Top of Material shown

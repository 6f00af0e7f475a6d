//! `.dmdcfg`: a small bit-packed binary columnar archive.
//!
//! A 4-byte little-endian header length, a JSON-encoded header
//! carrying every field except `firmware_patterns`' boolean payload, and
//! (if the config has a pattern array) the array's `{false,true}` values
//! packed 8-to-a-byte, row-major, LSB first.

use serde::{Deserialize, Serialize};

use super::channel_map::ChannelMap;
use super::config::Config;
use super::error::ConfigError;
use super::pattern_array::PatternArray;
use super::pattern_info::PatternInfo;
use chrono::{DateTime, Utc};

#[derive(Serialize, Deserialize)]
struct Header {
	timestamp: DateTime<Utc>,
	firmware_pattern_data: Vec<PatternInfo>,
	channel_map: ChannelMap,
	hid_path: Option<String>,
	pattern_shape: Option<(usize, usize, usize)>,
}

fn pack_bits(values: &[bool]) -> Vec<u8> {
	let mut out = vec![0u8; values.len().div_ceil(8)];
	for (i, &value) in values.iter().enumerate() {
		if value {
			out[i / 8] |= 1 << (i % 8);
		}
	}
	out
}

fn unpack_bits(bytes: &[u8], count: usize) -> Vec<bool> {
	(0..count).map(|i| (bytes[i / 8] >> (i % 8)) & 1 != 0).collect()
}

/// Serializes a [`Config`] to the `.dmdcfg` binary layout.
pub fn to_bytes(config: &Config) -> Vec<u8> {
	let pattern_shape = config
		.firmware_patterns()
		.map(|array| (array.count(), array.width(), array.height()));

	let header = Header {
		timestamp: config.timestamp(),
		firmware_pattern_data: config.firmware_pattern_data().to_vec(),
		channel_map: config.channel_map().clone(),
		hid_path: config.hid_path().map(str::to_string),
		pattern_shape,
	};

	let header_bytes = serde_json::to_vec(&header).expect("header fields are always representable as JSON");
	let mut out = Vec::with_capacity(4 + header_bytes.len());
	out.extend((header_bytes.len() as u32).to_le_bytes());
	out.extend(header_bytes);

	if let Some(array) = config.firmware_patterns() {
		out.extend(pack_bits(array.values()));
	}

	out
}

/// Parses a `.dmdcfg` byte buffer back into a [`Config`].
///
/// # Errors
///
/// Returns [`ConfigError::ArchiveTruncated`] if the buffer is shorter than
/// the header length field declares, or a JSON parse error for a malformed
/// header.
pub fn from_bytes(data: &[u8]) -> Result<Config, ConfigError> {
	if data.len() < 4 {
		return Err(ConfigError::ArchiveTruncated {
			expected: 4,
			actual: data.len(),
		});
	}
	let header_len = u32::from_le_bytes(data[0..4].try_into().expect("checked above")) as usize;
	if data.len() < 4 + header_len {
		return Err(ConfigError::ArchiveTruncated {
			expected: 4 + header_len,
			actual: data.len(),
		});
	}

	let header: Header = serde_json::from_slice(&data[4..4 + header_len])?;
	let body = &data[4 + header_len..];

	let firmware_patterns = match header.pattern_shape {
		Some((count, width, height)) => {
			let nvalues = count * width * height;
			let expected_bytes = nvalues.div_ceil(8);
			if body.len() < expected_bytes {
				return Err(ConfigError::ArchiveTruncated {
					expected: 4 + header_len + expected_bytes,
					actual: data.len(),
				});
			}
			Some(PatternArray::new(count, width, height, unpack_bits(body, nvalues))?)
		}
		None => None,
	};

	Ok(Config::new(
		header.timestamp,
		header.firmware_pattern_data,
		header.channel_map,
		header.hid_path,
		firmware_patterns,
	))
}

#[cfg(test)]
mod tests {
	use std::collections::HashMap;

	use super::*;

	fn sample_config(with_patterns: bool) -> Config {
		let mut modes = HashMap::new();
		modes.insert("default".to_string(), vec![0u32, 1]);
		let mut channels = HashMap::new();
		channels.insert("widefield".to_string(), modes);

		let patterns = with_patterns.then(|| {
			PatternArray::new(2, 2, 2, vec![true, false, false, true, true, true, false, false]).unwrap()
		});

		Config::new(
			DateTime::<Utc>::from_timestamp(1_700_000_000, 0).unwrap(),
			vec![PatternInfo::new()],
			ChannelMap::new(channels),
			Some("/dev/hidraw3".to_string()),
			patterns,
		)
	}

	#[test]
	fn round_trips_without_pattern_array() {
		let config = sample_config(false);
		let bytes = to_bytes(&config);
		let parsed = from_bytes(&bytes).unwrap();
		assert_eq!(parsed, config);
	}

	#[test]
	fn round_trips_with_pattern_array() {
		let config = sample_config(true);
		let bytes = to_bytes(&config);
		let parsed = from_bytes(&bytes).unwrap();
		assert_eq!(parsed, config);
	}

	#[test]
	fn truncated_archive_errors() {
		let config = sample_config(true);
		let bytes = to_bytes(&config);
		assert!(matches!(
			from_bytes(&bytes[..bytes.len() - 1]),
			Err(ConfigError::ArchiveTruncated { .. })
		));
	}

	#[test]
	fn bit_packing_is_byte_exact() {
		let values = vec![true, false, true, false, false, false, false, false, true];
		let packed = pack_bits(&values);
		assert_eq!(packed, vec![0b0000_0101, 0b0000_0001]);
		assert_eq!(unpack_bits(&packed, values.len()), values);
	}
}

Bottom of Material shown

Your goal:
Please reproduce each entry above exactly as it reads.

Written reply:
repository 6f00af0e7f475a6d
//! `.dmdcfg`: a small bit-packed binary columnar archive.
//!
//! A 4-byte little-endian header length, a JSON-encoded header
//! carrying every field except `firmware_patterns`' boolean payload, and
//! (if the config has a pattern array) the array's `{false,true}` values
//! packed 8-to-a-byte, row-major, LSB first.

use serde::{Deserialize, Serialize};

use super::channel_map::ChannelMap;
use super::config::Config;
use super::error::ConfigError;
use super::pattern_array::PatternArray;
use super::pattern_info::PatternInfo;
use chrono::{DateTime, Utc};

#[derive(Serialize, Deserialize)]
struct Header {
	timestamp: DateTime<Utc>,
	firmware_pattern_data: Vec<PatternInfo>,
	channel_map: ChannelMap,
	hid_path: Option<String>,
	pattern_shape: Option<(usize, usize, usize)>,
}

fn pack_bits(values: &[bool]) -> Vec<u8> {
	let mut out = vec![0u8; values.len().div_ceil(8)];
	for (i, &value) in values.iter().enumerate() {
		if value {
			out[i / 8] |= 1 << (i % 8);
		}
	}
	out
}

fn unpack_bits(bytes: &[u8], count: usize) -> Vec<bool> {
	(0..count).map(|i| (bytes[i / 8] >> (i % 8)) & 1 != 0).collect()
}

/// Serializes a [`Config`] to the `.dmdcfg` binary layout.
pub fn to_bytes(config: &Config) -> Vec<u8> {
	let pattern_shape = config
		.firmware_patterns()
		.map(|array| (array.count(), array.width(), array.height()));

	let header = Header {
		timestamp: config.timestamp(),
		firmware_pattern_data: config.firmware_pattern_data().to_vec(),
		channel_map: config.channel_map().clone(),
		hid_path: config.hid_path().map(str::to_string),
		pattern_shape,
	};

	let header_bytes = serde_json::to_vec(&header).expect("header fields are always representable as JSON");
	let mut out = Vec::with_capacity(4 + header_bytes.len());
	out.extend((header_bytes.len() as u32).to_le_bytes());
	out.extend(header_bytes);

	if let Some(array) = config.firmware_patterns() {
		out.extend(pack_bits(array.values()));
	}

	out
}

/// Parses a `.dmdcfg` byte buffer back into a [`Config`].
///
/// # Errors
///
/// Returns [`ConfigError::ArchiveTruncated`] if the buffer is shorter than
/// the header length field declares, or a JSON parse error for a malformed
/// header.
pub fn from_bytes(data: &[u8]) -> Result<Config, ConfigError> {
	if data.len() < 4 {
		return Err(ConfigError::ArchiveTruncated {
			expected: 4,
			actual: data.len(),
		});
	}
	let header_len = u32::from_le_bytes(data[0..4].try_into().expect("checked above")) as usize;
	if data.len() < 4 + header_len {
		return Err(ConfigError::ArchiveTruncated {
			expected: 4 + header_len,
			actual: data.len(),
		});
	}

	let header: Header = serde_json::from_slice(&data[4..4 + header_len])?;
	let body = &data[4 + header_len..];

	let firmware_patterns = match header.pattern_shape {
		Some((count, width, height)) => {
			let nvalues = count * width * height;
			let expected_bytes = nvalues.div_ceil(8);
			if body.len() < expected_bytes {
				return Err(ConfigError::ArchiveTruncated {
					expected: 4 + header_len + expected_bytes,
					actual: data.len(),
				});
			}
			Some(PatternArray::new(count, width, height, unpack_bits(body, nvalues))?)
		}
		None => None,
	};

	Ok(Config::new(
		header.timestamp,
		header.firmware_pattern_data,
		header.channel_map,
		header.hid_path,
		firmware_patterns,
	))
}

#[cfg(test)]
mod tests {
	use std::collections::HashMap;

	use super::*;

	fn sample_config(with_patterns: bool) -> Config {
		let mut modes = HashMap::new();
		modes.insert("default".to_string(), vec![0u32, 1]);
		let mut channels = HashMap::new();
		channels.insert("widefield".to_string(), modes);

		let patterns = with_patterns.then(|| {
			PatternArray::new(2, 2, 2, vec![true, false, false, true, true, true, false, false]).unwrap()
		});

		Config::new(
			DateTime::<Utc>::from_timestamp(1_700_000_000, 0).unwrap(),
			vec![PatternInfo::new()],
			ChannelMap::new(channels),
			Some("/dev/hidraw3".to_string()),
			patterns,
		)
	}

	#[test]
	fn round_trips_without_pattern_array() {
		let config = sample_config(false);
		let bytes = to_bytes(&config);
		let parsed = from_bytes(&bytes).unwrap();
		assert_eq!(parsed, config);
	}

	#[test]
	fn round_trips_with_pattern_array() {
		let config = sample_config(true);
		let bytes = to_bytes(&config);
		let parsed = from_bytes(&bytes).unwrap();
		assert_eq!(parsed, config);
	}

	#[test]
	fn truncated_archive_errors() {
		let config = sample_config(true);
		let bytes = to_bytes(&config);
		assert!(matches!(
			from_bytes(&bytes[..bytes.len() - 1]),
			Err(ConfigError::ArchiveTruncated { .. })
		));
	}

	#[test]
	fn bit_packing_is_byte_exact() {
		let values = vec![true, false, true, false, false, false, false, false, true];
		let packed = pack_bits(&values);
		assert_eq!(packed, vec![0b0000_0101, 0b0000_0001]);
		assert_eq!(unpack_bits(&packed, values.len()), values);
	}
}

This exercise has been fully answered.